Hallo, da mein anderes Teichprojekt (Naturteich) noch ruht, nerve ich mal mit einem weiteren Erbe auf unserem Grundstück - einem undichten Betonteich, hier ein Foto von vor zwei Jahren - sieht jetzt aber auch nicht besser aus 


Der Teich ist ca. 5 x 5 m groß, geht zunächst im Winkel von ca. 45 Grad nach unten, und dort, wo man die Pflanzen sieht, geht das Becken dann senkrecht in die Tiefe. Die genaue Tiefe haben wir noch nicht rausgefunden, dazu muß man reinsteigen  Ist aber sehr verschlammt und im Moment ja auch vereist. Im Teichschlamm - den mehr Wasser is da leider nicht mehr - wachsen Seerosen, Rohrbomben und __ Blutweiderich ..

Der Beton ist im oberen Bereich auch schon recht bröckelig, weshalb das Ausräumen des Teichen und Streichen mit Dichtschlämme wohl eher nicht in Frage kommt. Dann bleibt uns wohl nur Folie? Die sieht aber sooo häßlich aus und dürfte bei der Form auch ordentlich Falten schlagen? Aber ein Schutzvlies drunter könnten wir sparen, oder?

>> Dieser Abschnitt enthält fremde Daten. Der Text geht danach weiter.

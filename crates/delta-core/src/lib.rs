//! Core change event types, table registry and DDL gate for Delta

pub mod context;
pub mod emitter;
pub mod error;
pub mod event;
pub mod gate;
pub mod offset;
pub mod registry;
pub mod row;

pub use context::*;
pub use emitter::*;
pub use error::*;
pub use event::*;
pub use gate::*;
pub use offset::*;
pub use registry::*;
pub use row::*;
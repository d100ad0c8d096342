//! Replays a JSON-lines capture of connector records through the change event
//! consumer and prints every emitted event as one JSON line on stdout.
//!
//! ```text
//! delta-replay <records.jsonl> [config.toml]
//! ```

use anyhow::{Context, Result};
use delta_cdc::{ChangeEventConsumer, EventReader, RawChangeRecord};
use delta_core::{DeltaError, Offset, QueueEmitter, SourceContext};
use delta_shared::{DeltaConfig, HealthAggregator, HealthStatus, ObservabilitySystem, SourceHealth};
use std::fs::File;
use std::io::{self, BufRead, BufReader, Write};
use std::sync::Arc;
use std::time::Duration;
use tracing::{error, info, warn};

#[tokio::main]
async fn main() -> Result<()> {
    let mut args = std::env::args().skip(1);
    let records_path = args
        .next()
        .context("usage: delta-replay <records.jsonl> [config.toml]")?;
    let config_path = args.next().unwrap_or_else(|| "delta.toml".to_string());

    let config = DeltaConfig::load_from_file(&config_path)
        .with_context(|| format!("failed to load configuration from {}", config_path))?;
    ObservabilitySystem::init(&config.observability)?;

    info!(
        records = %records_path,
        database = %config.source.database,
        "Starting delta-replay"
    );

    let file = File::open(&records_path)
        .with_context(|| format!("failed to open {}", records_path))?;
    let records = BufReader::new(file)
        .lines()
        .filter(|line| line.as_ref().map_or(true, |l| !l.trim().is_empty()))
        .map(|line| {
            let line = line.map_err(|e| DeltaError::InternalError(format!("read failed: {}", e)))?;
            RawChangeRecord::from_json_line(&line)
        });

    let health = Arc::new(SourceHealth::new(
        config.source.server_name.clone(),
        Duration::from_secs(30),
    ));
    let (emitter, queue, stop) = QueueEmitter::bounded(config.emitter.queue_capacity);
    let consumer =
        ChangeEventConsumer::new(&config.source, emitter, health.clone(), &Offset::new())?;

    let reader = EventReader::start(records, consumer);

    tokio::spawn(async move {
        if tokio::signal::ctrl_c().await.is_ok() {
            warn!("Interrupted, stopping reader");
            stop.stop();
        }
    });

    let printer = tokio::task::spawn_blocking(move || -> Result<usize> {
        let stdout = io::stdout();
        let mut out = stdout.lock();
        let mut printed = 0;
        while let Some(event) = queue.recv() {
            serde_json::to_writer(&mut out, &event)?;
            writeln!(out)?;
            printed += 1;
        }
        out.flush()?;
        Ok(printed)
    });

    let outcome = reader.join().await;
    let printed = printer.await??;

    let report = match outcome {
        Ok(report) => report,
        Err(e) => {
            if let Err(status_error) = health.set_error(&e.to_string()) {
                warn!(error = %status_error, "Unable to record source failure");
            }
            error!(error = %e, events = printed, "Replay failed");
            return Err(e.into());
        }
    };

    let health = HealthAggregator::new().add_check(Box::new(health));
    let status = health.overall_status();
    if status != HealthStatus::Healthy {
        warn!(status = ?status, "Source health degraded");
    }

    info!(
        records = report.records,
        ddl_events = report.ddl_events,
        dml_events = report.dml_events,
        skipped = report.skipped,
        stopped = report.stopped,
        printed,
        "Replay finished"
    );
    Ok(())
}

Hat jemand vielleicht noch ein paar Tips, wie man sinnvollerweise - und möglichst preiswert - hier vorgehen sollte?


----------



## axel (10. Feb. 2009)

*AW: Betonteich erneuern*

Hallo Melanie 

Mir fällt da nur Folie mit Fließ darunter ein .
Die Folie kann man von einem Teichbauer verschweißen lassen so das es keine Falten gibt . 
Aber wir haben hier auch Leute die mit Beton arbeiten , vielleicht haben die einen anderen Tip .
Schön bewachsen ist er ja 

Lg
axel


----------



## schilfgrün (13. Feb. 2009)

*AW: Betonteich erneuern*

Hallo Melanie,
ich laß vor einigen Tagen, daß der Zoo - Hannover bei Ihrem Bauabschnitt von Yukon Bay einen Spezialbeton verwendet, der auch unter Wasser aushärtet und elastisch sowie dicht bleibt. Dieser Beton wurde von vielen Zulieferbetrieben hergestellt. Vielleicht kannst Du mit so einem Material eine weitere Deckschicht aufbringen. Das günstigste wird die Idee von axel sein - oder eine Schicht laminieren - ist aber eine `sau`Arbeit.
Liebe Grüße - Ingo


----------



## Vespabesitzer (13. Feb. 2009)

*AW: Betonteich erneuern*



melania schrieb:


> Aber ein Schutzvlies drunter könnten wir sparen, oder??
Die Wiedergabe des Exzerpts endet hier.